Giuliano Amato inoltre ha espresso il proprio "stupore perché taluno possa avere scritto che questo incontro di oggi rappresenta una tardiva scoperta da parte del governo delle NGO, il livello di disinformazione qui - ha aggiunto - raggiunge limiti assolutamente imprevedibili".

Se "infatti questo incontro ha potuto aver luogo è proprio perché è la conclusione di un lungo lavoro che abbiamo fatto insieme per mesi con le ONG".

Relativamente alla gestione del G8, il presidente del consiglio ha notato che "Un ex allievo, Franco Frattini, che nel far politica usa a volte argomenti maldestri", in ripetute interviste "ha sostenuto che il governo Amato tratta le ONG come un problema di ordine pubblico, e ciò è un errore perché bisogna discutere con loro".

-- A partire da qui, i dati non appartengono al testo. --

//! Error families for the transfer engine.
//!
//! Block-level failures are recovered locally via NACK/retransmit and only
//! become terminal for the block after the retransmit cap. Session-level
//! failures surface to the caller with a discrete reason and always leave a
//! final `failed` session row in the journal.

use serde::{Deserialize, Serialize};
use thiserror::Error;

/// Fatal handshake failures. All of these end the session before any block
/// moves.
#[derive(Debug, Error)]
pub enum HandshakeError {
    #[error("invalid peer frame: {0}")]
    InvalidPeerFrame(&'static str),

    #[error("peer frame belongs to a different session")]
    MismatchedSession,

    #[error("ephemeral key generation failed")]
    KeygenFailed,

    #[error("handshake timed out")]
    Timeout,
}

/// Per-block integrity failures, in the order the receiver can hit them.
#[derive(Debug, Error, Clone, Copy, PartialEq, Eq)]
pub enum BlockError {
    #[error("block authentication failed")]
    DecryptAuthFailed,

    #[error("content hash does not match the block header")]
    HashMismatch,

    #[error("block payload failed to decompress")]
    DecompressFailed,
}

/// Transport-level failures. Never fatal on their own — the engine falls
/// back to the other channel.
#[derive(Debug, Error)]
pub enum TransportError {
    #[error("binary channel closed")]
    BinaryClosed,

    #[error("visual channel closed")]
    VisualClosed,
}

/// Durable-store failures, retried with backoff by the engine.
#[derive(Debug, Error)]
pub enum JournalError {
    #[error("journal write failed: {0}")]
    WriteFailed(#[source] std::io::Error),

    #[error("journal read failed: {0}")]
    ReadFailed(#[source] std::io::Error),

    #[error("journal row corrupt: {0}")]
    Corrupt(#[from] serde_json::Error),
}

/// Terminal assembly failures on the receiver.
#[derive(Debug, Error)]
pub enum AssemblyError {
    #[error("{missing} of {expected} blocks missing at assembly")]
    MissingBlocks { expected: u64, missing: u64 },

    #[error("reassembled file hash does not match the manifest")]
    ManifestMismatch,
}

/// Top-level engine error surfaced to the caller.
#[derive(Debug, Error)]
pub enum EngineError {
    #[error(transparent)]
    Handshake(#[from] HandshakeError),

    #[error(transparent)]
    Transport(#[from] TransportError),

    #[error(transparent)]
    Assembly(#[from] AssemblyError),

    #[error("journal unavailable: {0}")]
    JournalUnavailable(#[source] JournalError),

    #[error("malformed wire frame: {0}")]
    MalformedFrame(&'static str),

    #[error("AEAD seal failed")]
    SealFailed,
}

/// Wire-level retransmit reason carried in `nack` control messages.
#[derive(Debug, Clone, Copy, PartialEq, Eq, Serialize, Deserialize)]
#[serde(rename_all = "snake_case")]
pub enum NackReason {
    DecryptFailed,
    HashMismatch,
    DecompressFailed,
    MissingChunk,
}

impl From<BlockError> for NackReason {
    fn from(err: BlockError) -> Self {
        match err {
            BlockError::DecryptAuthFailed => NackReason::DecryptFailed,
            BlockError::HashMismatch => NackReason::HashMismatch,
            BlockError::DecompressFailed => NackReason::DecompressFailed,
        }
    }
}

#[cfg(test)]
mod tests {
    use super::*;

    #[test]
    fn nack_reason_wire_names() {
        let json = serde_json::to_string(&NackReason::DecryptFailed).unwrap();
        assert_eq!(json, "\"decrypt_failed\"");
        let json = serde_json::to_string(&NackReason::MissingChunk).unwrap();
        assert_eq!(json, "\"missing_chunk\"");
    }

    #[test]
    fn block_error_maps_to_reason() {
        assert_eq!(
            NackReason::from(BlockError::HashMismatch),
            NackReason::HashMismatch
        );
        assert_eq!(
            NackReason::from(BlockError::DecompressFailed),
            NackReason::DecompressFailed
        );
    }
}
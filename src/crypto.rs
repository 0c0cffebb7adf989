//! Cryptographic primitives: key exchange, key derivation, sealing, hashing.
//!
//! Provides:
//! - Ephemeral P-256 key pair generation per session
//! - ECDH key agreement over raw SEC1 points
//! - HKDF-SHA-256 session key derivation, salted by the handshake nonces
//! - AES-256-GCM seal/open with fresh random 96-bit nonces
//! - SHA-256 content hashing and short hex fingerprints
//!
//! The session key never leaves this module in serializable form; only its
//! 16-hex-character fingerprint may persist. All primitives are
//! standards-named — no custom constructions.

use crate::config::{AEAD_NONCE_LEN, FINGERPRINT_HEX_LEN};
use crate::error::{BlockError, EngineError, HandshakeError};
use aes_gcm::aead::{Aead, KeyInit};
use aes_gcm::{Aes256Gcm, Nonce};
use hkdf::Hkdf;
use p256::ecdh::EphemeralSecret;
use p256::elliptic_curve::sec1::ToEncodedPoint;
use p256::PublicKey;
use rand::rngs::OsRng;
use rand::RngCore;
use sha2::{Digest, Sha256};
use zeroize::Zeroize;

// ── ECDH (P-256) ─────────────────────────────────────────────────────────────

/// An ephemeral P-256 key pair. The secret is consumed by the handshake and
/// never exposed.
pub struct EphemeralKeypair {
    secret: EphemeralSecret,
    public: PublicKey,
}

impl EphemeralKeypair {
    /// Generate a fresh random ephemeral key pair.
    pub fn generate() -> Self {
        let secret = EphemeralSecret::random(&mut OsRng);
        let public = secret.public_key();
        Self { secret, public }
    }

    /// The public key as a raw uncompressed SEC1 point (65 bytes).
    pub fn public_raw(&self) -> Vec<u8> {
        self.public.to_encoded_point(false).as_bytes().to_vec()
    }

    /// Perform ECDH with the peer's public key, yielding 256 raw shared
    /// bits. No hashing is applied here; derivation happens in
    /// [`derive_session_key`].
    pub fn diffie_hellman(&self, peer: &PublicKey) -> SharedBits {
        let shared = self.secret.diffie_hellman(peer);
        let mut bits = [0u8; 32];
        bits.copy_from_slice(shared.raw_secret_bytes().as_slice());
        SharedBits(bits)
    }
}

/// Import a peer public key from its raw SEC1 encoding. Rejects malformed
/// encodings and points off the curve.
pub fn import_public_raw(raw: &[u8]) -> Result<PublicKey, HandshakeError> {
    PublicKey::from_sec1_bytes(raw)
        .map_err(|_| HandshakeError::InvalidPeerFrame("public key is not a valid curve point"))
}

/// Raw ECDH output, scrubbed on drop.
pub struct SharedBits([u8; 32]);

impl SharedBits {
    pub fn as_bytes(&self) -> &[u8; 32] {
        &self.0
    }
}

impl Drop for SharedBits {
    fn drop(&mut self) {
        self.0.zeroize();
    }
}

// ── Session key (HKDF-SHA-256) ───────────────────────────────────────────────

/// The per-session AEAD key. Held in memory only; dropping it scrubs the
/// bytes. The persistable derivative is [`SessionKey::fingerprint`].
#[derive(Clone)]
pub struct SessionKey {
    key: [u8; 32],
}

impl SessionKey {
    pub fn as_bytes(&self) -> &[u8; 32] {
        &self.key
    }

    /// Truncated hash of the key, used to match journaled sessions on
    /// resume. Never reversible into key material.
    pub fn fingerprint(&self) -> String {
        fingerprint_of(&self.key)
    }

    #[cfg(test)]
    pub fn from_bytes_for_tests(key: [u8; 32]) -> Self {
        Self { key }
    }
}

impl Drop for SessionKey {
    fn drop(&mut self) {
        self.key.zeroize();
    }
}

impl std::fmt::Debug for SessionKey {
    fn fmt(&self, f: &mut std::fmt::Formatter<'_>) -> std::fmt::Result {
        // Never print key bytes, even in debug output.
        write!(f, "SessionKey({})", self.fingerprint())
    }
}

/// Derive the 32-byte session key: HKDF-SHA-256 extract with `salt`,
/// expand with `info`.
pub fn derive_session_key(shared: &SharedBits, salt: &[u8], info: &[u8]) -> SessionKey {
    let hk = Hkdf::<Sha256>::new(Some(salt), shared.as_bytes());
    let mut key = [0u8; 32];
    hk.expand(info, &mut key)
        .expect("32 bytes is a valid HKDF-SHA-256 output length");
    SessionKey { key }
}

// ── AEAD (AES-256-GCM) ───────────────────────────────────────────────────────

/// Seal `plaintext` under a fresh random 96-bit nonce.
/// Returns (ciphertext‖tag, nonce).
pub fn seal(
    key: &SessionKey,
    plaintext: &[u8],
) -> Result<(Vec<u8>, [u8; AEAD_NONCE_LEN]), EngineError> {
    let cipher =
        Aes256Gcm::new_from_slice(key.as_bytes()).map_err(|_| EngineError::SealFailed)?;
    let mut nonce_bytes = [0u8; AEAD_NONCE_LEN];
    OsRng.fill_bytes(&mut nonce_bytes);
    let nonce = Nonce::from_slice(&nonce_bytes);
    let ciphertext = cipher
        .encrypt(nonce, plaintext)
        .map_err(|_| EngineError::SealFailed)?;
    Ok((ciphertext, nonce_bytes))
}

/// Open ciphertext‖tag under the given nonce. Any tampering with the
/// ciphertext, tag, or nonce fails authentication.
pub fn open(
    key: &SessionKey,
    data: &[u8],
    nonce: &[u8; AEAD_NONCE_LEN],
) -> Result<Vec<u8>, BlockError> {
    let cipher = Aes256Gcm::new_from_slice(key.as_bytes())
        .map_err(|_| BlockError::DecryptAuthFailed)?;
    cipher
        .decrypt(Nonce::from_slice(nonce), data)
        .map_err(|_| BlockError::DecryptAuthFailed)
}

// ── Hashing / fingerprints ───────────────────────────────────────────────────

/// SHA-256 digest of arbitrary bytes.
pub fn content_hash(data: &[u8]) -> [u8; 32] {
    let mut hasher = Sha256::new();
    hasher.update(data);
    let digest = hasher.finalize();
    let mut out = [0u8; 32];
    out.copy_from_slice(&digest);
    out
}

/// SHA-256 digest encoded as 64 lowercase hex characters — the wire and
/// manifest form.
pub fn content_hash_hex(data: &[u8]) -> String {
    hex::encode(content_hash(data))
}

/// Human-comparable fingerprint of a raw public key: the first 16 hex
/// characters of its SHA-256 digest. Displayed on both peers as the final
/// MITM check; the protocol itself does not gate on it.
pub fn public_fingerprint(raw: &[u8]) -> String {
    fingerprint_of(raw)
}

fn fingerprint_of(data: &[u8]) -> String {
    let mut hex = content_hash_hex(data);
    hex.truncate(FINGERPRINT_HEX_LEN);
    hex
}
//! Sender pipeline: chunk → seal → journal → dual-channel emission.
//!
//! Blocks are emitted in ascending sequence order, one in flight at a time.
//! Each emission round sends the block over the binary channel (when
//! attached and below its backpressure watermark) and always renders it as
//! visual frames, then waits for an `ack` up to the block timeout. A `nack`
//! or timeout starts another round; exhausting the retransmit budget marks
//! the block `Skipped` and the transfer moves on. The manifest goes out
//! last, win or lose — the receiver's assembly is what pronounces the
//! verdict.
//!
//! The whole pipeline is one cooperative task: inbound control, commands,
//! hold timers, and ack waits all multiplex through a single `select!`
//! pump, so pause/stop are observed at every suspension point.

use crate::block::{
    chunk_count, chunk_span, encode_wire, seal_block, BlockRecord, BlockState, Manifest,
};
use crate::config::EngineConfig;
use crate::crypto::{content_hash_hex, SessionKey};
use crate::engine::{
    emit, encode_binary_control, encode_binary_payload, with_journal_retry, EngineCommand,
    EngineEvent, ProgressClock, TransferProgress, WireMessage,
};
use crate::error::{EngineError, TransportError};
use crate::framing::split_block;
use crate::journal::{Journal, StoredBlock};
use crate::session::{Role, Session};
use crate::transport::{BinaryPort, VisualPort};
use std::collections::BTreeMap;
use tokio::sync::mpsc;
use tokio::time::Instant;
use uuid::Uuid;

/// Host-side handle to a running sender: commands in, events out.
pub struct SenderHandle {
    pub events: mpsc::UnboundedReceiver<EngineEvent>,
    pub commands: mpsc::UnboundedSender<EngineCommand>,
}

/// What one pump round observed.
enum Pumped {
    Command(EngineCommand),
    CommandsClosed,
    Visual(Option<Vec<u8>>),
    Binary(Option<Vec<u8>>),
    Deadline,
}

/// Outcome of waiting on an acknowledgement for the in-flight block.
enum AckWait {
    Acked,
    Nacked,
    TimedOut,
    Stopped,
}

pub struct Sender {
    config: EngineConfig,
    key: SessionKey,
    session: Session,
    journal: Journal,
    visual: Box<dyn VisualPort>,
    binary: Option<Box<dyn BinaryPort>>,
    records: BTreeMap<u64, BlockRecord>,
    manifest: Manifest,
    events: mpsc::UnboundedSender<EngineEvent>,
    commands: mpsc::UnboundedReceiver<EngineCommand>,
    clock: ProgressClock,
    paused: bool,
    stopping: bool,
    visual_inbound_closed: bool,
    commands_closed: bool,
    retransmits_total: u64,
    last_heartbeat: Instant,
}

Secondo Amato, in queste affermazioni si nasconde "un intento politico".

Prevedendo possibili difficoltà nell'incontro di Genova la nuova maggioranza "cerca di scaricare le responsabilità sul governo precedente".

Ma se ci saranno problemi a Genova "io non necessariamente li imputerò al governo Berlusconi", potrà capitare che ci siano "problemi di cui il governo in carica non avrà responsabilità", Scaricare la responsabilità "su di noi è assolutamente arbitrario".

Del resto, ha continuato Amato, anche Berlusconi è convinto "che a Genova le strade siano occupate dalle organizzazione pacifiche".

Il piano per la sicurezza inoltre "è un piano molto robusto che sembra in grado di fronteggiare situazioni difficili", speriamo che "non ci siano problemi - ha concluso - ma non si può escludere che ci ne siano".